■ Provided entries
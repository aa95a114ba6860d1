//! Applicative validation carrier types.
//!
//! This module provides the generic machinery for error-accumulating
//! validation: a [`NonEmpty`] sequence that statically guarantees at least
//! one element, and a [`Validation`] sum type that is either a valid value
//! or a non-empty list of errors.
//!
//! Unlike `Result`, combining validations does not short-circuit: every
//! input is evaluated and all failures are merged, in order. The domain
//! layer only needs the fixed 3-ary combination, so that is all this module
//! offers — there is no variadic applicative abstraction here.

use std::fmt::Display;

use serde::{Deserialize, Serialize};

/// An ordered sequence that holds at least one element.
///
/// Used as the error carrier of [`Validation::Invalid`]: an invalid result
/// without any error is unrepresentable by construction.
#[derive(Debug, Clone, PartialEq, Eq, Hash, Serialize, Deserialize)]
pub struct NonEmpty<T> {
    head: T,
    tail: Vec<T>,
}

impl<T> NonEmpty<T> {
    /// Create a sequence containing a single element.
    pub fn new(head: T) -> Self {
        NonEmpty {
            head,
            tail: Vec::new(),
        }
    }

    /// Build a sequence from a `Vec`, or `None` if the vec is empty.
    pub fn from_vec(mut items: Vec<T>) -> Option<Self> {
        if items.is_empty() {
            return None;
        }
        let head = items.remove(0);
        Some(NonEmpty { head, tail: items })
    }

    /// The first element. Always present.
    pub fn first(&self) -> &T {
        &self.head
    }

    /// Number of elements, always >= 1.
    pub fn len(&self) -> usize {
        1 + self.tail.len()
    }

    /// Always `false`; provided for API symmetry with std collections.
    pub fn is_empty(&self) -> bool {
        false
    }

    /// Append a single element at the end.
    pub fn push(&mut self, item: T) {
        self.tail.push(item);
    }

    /// Append all elements of `other` at the end, preserving order.
    pub fn append(&mut self, other: NonEmpty<T>) {
        self.tail.push(other.head);
        self.tail.extend(other.tail);
    }

    /// Iterate over the elements in order.
    pub fn iter(&self) -> impl Iterator<Item = &T> {
        std::iter::once(&self.head).chain(self.tail.iter())
    }

    /// Consume the sequence into an ordinary `Vec` (never empty).
    pub fn into_vec(self) -> Vec<T> {
        let mut items = Vec::with_capacity(1 + self.tail.len());
        items.push(self.head);
        items.extend(self.tail);
        items
    }
}

impl<T> From<T> for NonEmpty<T> {
    fn from(head: T) -> Self {
        NonEmpty::new(head)
    }
}

impl<T> IntoIterator for NonEmpty<T> {
    type Item = T;
    type IntoIter = std::vec::IntoIter<T>;

    fn into_iter(self) -> Self::IntoIter {
        self.into_vec().into_iter()
    }
}

impl<T> std::ops::Index<usize> for NonEmpty<T> {
    type Output = T;

    fn index(&self, index: usize) -> &T {
        if index == 0 {
            &self.head
        } else {
            &self.tail[index - 1]
        }
    }
}

/// Render errors as a single comma-separated string, in accumulation order.
pub fn join_errors<E: Display>(errors: &NonEmpty<E>) -> String {
    errors
        .iter()
        .map(|e| e.to_string())
        .collect::<Vec<_>>()
        .join(", ")
}

/// Either a valid value or a non-empty ordered list of errors.
///
/// The applicative counterpart of `Result`: combinators merge errors from
/// all failed inputs instead of stopping at the first one.
#[derive(Debug, Clone, PartialEq, Eq, Serialize, Deserialize)]
pub enum Validation<E, T> {
    /// All checks passed; carries the validated value.
    Valid(T),
    /// At least one check failed; carries every violation, in check order.
    Invalid(NonEmpty<E>),
}

impl<E, T> Validation<E, T> {
    /// Shorthand for `Validation::Valid`.
    pub fn valid(value: T) -> Self {
        Validation::Valid(value)
    }

    /// Build an `Invalid` from a single error.
    pub fn invalid(error: E) -> Self {
        Validation::Invalid(NonEmpty::new(error))
    }

    /// Validate a single condition: `Valid(value)` when `condition` holds,
    /// otherwise `Invalid` carrying exactly `error`.
    pub fn check(condition: bool, error: E, value: T) -> Self {
        if condition {
            Validation::Valid(value)
        } else {
            Validation::invalid(error)
        }
    }

    /// Whether this is the `Valid` branch.
    pub fn is_valid(&self) -> bool {
        matches!(self, Validation::Valid(_))
    }

    /// Whether this is the `Invalid` branch.
    pub fn is_invalid(&self) -> bool {
        matches!(self, Validation::Invalid(_))
    }

    /// The accumulated errors, if invalid.
    pub fn errors(&self) -> Option<&NonEmpty<E>> {
        match self {
            Validation::Valid(_) => None,
            Validation::Invalid(errors) => Some(errors),
        }
    }

    /// Map over the valid value, leaving errors untouched.
    pub fn map<U>(self, f: impl FnOnce(T) -> U) -> Validation<E, U> {
        match self {
            Validation::Valid(value) => Validation::Valid(f(value)),
            Validation::Invalid(errors) => Validation::Invalid(errors),
        }
    }

    /// Map over each error, leaving a valid value untouched.
    pub fn map_err<F>(self, f: impl Fn(E) -> F) -> Validation<F, T> {
        match self {
            Validation::Valid(value) => Validation::Valid(value),
            Validation::Invalid(errors) => {
                let mut mapped = NonEmpty::new(f(errors.head));
                for e in errors.tail {
                    mapped.push(f(e));
                }
                Validation::Invalid(mapped)
            }
        }
    }

    /// Convert into a `Result`, losing nothing.
    pub fn into_result(self) -> Result<T, NonEmpty<E>> {
        match self {
            Validation::Valid(value) => Ok(value),
            Validation::Invalid(errors) => Err(errors),
        }
    }

    /// Combine three independent validations.
    ///
    /// All three inputs are always inspected; there is no short-circuiting.
    /// If every input is valid, `f` is applied to the three values. If any
    /// input is invalid, the result is `Invalid` with the errors of all
    /// invalid inputs merged in argument order.
    pub fn zip3<B, C, U>(
        self,
        b: Validation<E, B>,
        c: Validation<E, C>,
        f: impl FnOnce(T, B, C) -> U,
    ) -> Validation<E, U> {
        match (self, b, c) {
            (Validation::Valid(x), Validation::Valid(y), Validation::Valid(z)) => {
                Validation::Valid(f(x, y, z))
            }
            (a, b, c) => {
                let mut merged: Option<NonEmpty<E>> = None;
                for errors in [a.into_errors(), b.into_errors(), c.into_errors()]
                    .into_iter()
                    .flatten()
                {
                    match merged.as_mut() {
                        Some(acc) => acc.append(errors),
                        None => merged = Some(errors),
                    }
                }
                // At least one branch was invalid, so merged is populated.
                Validation::Invalid(merged.unwrap())
            }
        }
    }

    fn into_errors(self) -> Option<NonEmpty<E>> {
        match self {
            Validation::Valid(_) => None,
            Validation::Invalid(errors) => Some(errors),
        }
    }
}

■ What needs to be done
Copy out whichever lines of the listing contain the word "over".

■ Exercise answer
    /// Iterate over the elements in order.
    /// Map over the valid value, leaving errors untouched.
    /// Map over each error, leaving a valid value untouched.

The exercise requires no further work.